After leaving the Department of the Interior in 2015, Harris returned to a law firm representing tribes and tribal organizations. In November 2016, the National Center for American Indian Enterprise Development named Harris one of its "Native American 40 Under 40." In late November 2016, Harris was one of 17 Native American appointees from the Obama administration to sign a letter urging the president to block or reroute the Dakota Access Pipeline.

After two unsuccessful campaigns for the Mohegan Tribal Council in 2007 and 2010, Harris was elected to the nine-member body in August 2017. She was elected vice chairwoman of the Tribal Council in October 2019. As of April 2025, she was serving her second four-year term. Harris was re-elected to the council for another four-year term commencing October 6, 2025.

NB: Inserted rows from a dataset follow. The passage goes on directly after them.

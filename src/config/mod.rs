use std::env;

pub mod cors;
pub mod security;

pub use cors::create_cors_layer;
pub use security::with_security_headers;

pub struct Config {
    pub database_url: String,
    pub port: u16,
    pub max_db_connections: u32,
}

impl Config {
    pub fn from_env() -> Self {
        Self {
            database_url: env::var("DATABASE_URL")
                .unwrap_or_else(|_| "postgres://localhost/gatherly".to_string()),
            port: env::var("PORT")
                .ok()
                .and_then(|p| p.parse().ok())
                .unwrap_or(3001),
            max_db_connections: env::var("MAX_DB_CONNECTIONS")
                .ok()
                .and_then(|n| n.parse().ok())
                .unwrap_or(5),
        }
    }
}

In October 2025, Harris testified before the U.S. Senate Committee on Indian Affairs about the impact of the United States federal government shutdown. She reported that tribes were using their own revenues to subsidize federal benefits like WIC and Supplemental Nutrition Assistance Program and urged congress to make Indian program funding mandatory, stating, "Our funding is not discretionary, it is a debt prepaid with our lands and resources."

== Advocacy ==
Harris is a direct descendant of Sarah, the mother of 18th-century Mohegan minister Samson Occom. In 2020, she joined the Native American Visiting Committee at Dartmouth College, which advises the college president on Native American issues. In this role, Harris led an initiative to repatriate Occom's archival papers from the college to the Mohegan Tribe. The committee pitched the idea to Dartmouth's president, Philip J. Hanlon.

On April 28, 2022, Harris was a featured speaker at the repatriation ceremony where Dartmouth officially returned Occom's papers. At the event, Mohegan Tribal chairman James Gessner Jr. stated that the papers' return was a "direct result of Harris' involvement." In 2024, Harris was invited back to Dartmouth to speak at the inauguration of its new president.

Harris serves as the Secretary of the United South and Eastern Tribes (USET) and the USET Sovereignty Protection Fund. On April 7, 2025, she presented a talk at Quinnipiac University titled "We're All Part of This Story."

== Personal life ==
Harris is the daughter of Roland Harris, a former Mohegan Tribal Chairman and former Griswold first selectman. She is a native of Griswold, Connecticut. As of October 2017, Harris lived in Griswold with her 16-month-old twins, a boy and a girl.